Saved data entries
————

//! HTTP client for the merchant back office API.
//!
//! Both endpoints are plain authenticated `GET`s returning JSON. Response
//! envelopes are unwrapped here so callers only see record payloads.

use crate::{authorization_value, extract_member, extract_withdrawals, ClientError, MerchantApi};
use config::MerchantConfig;
use reqwest::header::{ACCEPT, AUTHORIZATION};
use serde_json::Value;
use tracing::debug;

const ACCEPT_VALUE: &str = "application/json, text/plain, */*";

/// A [`MerchantApi`] backed by `reqwest`.
///
/// # Example
///
/// ```ignore
/// let client = MerchantClient::new(&MerchantConfig::default())?;
/// let rows = client.fetch_withdrawals(&token, 1, 100).await?;
/// ```
#[derive(Debug, Clone)]
pub struct MerchantClient {
    client: reqwest::Client,
    withdrawals_url: reqwest::Url,
    config: MerchantConfig,
}

impl MerchantClient {
    /// Creates a new merchant client from configuration.
    pub fn new(config: &MerchantConfig) -> Result<Self, ClientError> {
        Self::with_client(reqwest::Client::new(), config)
    }

    /// Creates a new merchant client with a custom HTTP client.
    pub fn with_client(client: reqwest::Client, config: &MerchantConfig) -> Result<Self, ClientError> {
        let withdrawals_url = parse_url(&config.withdrawals_url())?;

        Ok(Self {
            client,
            withdrawals_url,
            config: config.clone(),
        })
    }

    /// Returns the withdrawal list endpoint.
    pub const fn withdrawals_url(&self) -> &reqwest::Url {
        &self.withdrawals_url
    }

    async fn get_json(
        &self,
        request: reqwest::RequestBuilder,
        token: &str,
    ) -> Result<Value, ClientError> {
        let response = request
            .header(ACCEPT, ACCEPT_VALUE)
            .header(AUTHORIZATION, authorization_value(token))
            .send()
            .await?;

        let status = response.status();
        if !status.is_success() {
            let body = response
                .text()
                .await
                .unwrap_or_else(|_| "unknown".to_string());
            return Err(ClientError::Status {
                status: status.as_u16(),
                body,
            });
        }

        let text = response.text().await?;
        Ok(serde_json::from_str(&text)?)
    }
}

impl MerchantApi for MerchantClient {
    async fn fetch_withdrawals(
        &self,
        token: &str,
        page: u32,
        per_page: u32,
    ) -> Result<Vec<Value>, ClientError> {
        debug!(url = %self.withdrawals_url, page, per_page, "Fetching withdrawals");

        let request = self
            .client
            .get(self.withdrawals_url.clone())
            .query(&[("page", page), ("per_page", per_page)]);

        let body = self.get_json(request, token).await?;
        let list = extract_withdrawals(body);

        debug!(count = list.len(), "Fetched withdrawals");
        Ok(list)
    }

    async fn fetch_member(&self, token: &str, member_id: &str) -> Result<Value, ClientError> {
        let url = parse_url(&self.config.member_url(member_id))?;
        debug!(%url, member_id, "Fetching member detail");

        let request = self.client.get(url).query(&[("id", member_id)]);
        let body = self.get_json(request, token).await?;

        Ok(extract_member(body))
    }
}

fn parse_url(raw: &str) -> Result<reqwest::Url, ClientError> {
    raw.parse()
        .map_err(|e| ClientError::InvalidUrl(format!("{raw}: {e}")))
}
pub mod command;
pub mod config;
pub mod dashboard;
pub mod metrics;
pub mod render;

use tracing_subscriber::EnvFilter;

/// Install the global tracing subscriber. `RUST_LOG` overrides the `info` default.
pub fn init_tracing(json: bool) {
    let filter = EnvFilter::try_from_default_env().unwrap_or_else(|_| EnvFilter::new("info"));

    if json {
        tracing_subscriber::fmt()
            .json()
            .with_env_filter(filter)
            .with_writer(std::io::stderr)
            .init();
    } else {
        tracing_subscriber::fmt()
            .with_env_filter(filter)
            .with_writer(std::io::stderr)
            .init();
    }
}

————

- **What you have to do**:
Your answer must be the lines from the first line of the entries above through the line that contains "see record payloads.", written out exactly.

- **Result of the task**:
//! HTTP client for the merchant back office API.
//!
//! Both endpoints are plain authenticated `GET`s returning JSON. Response
//! envelopes are unwrapped here so callers only see record payloads.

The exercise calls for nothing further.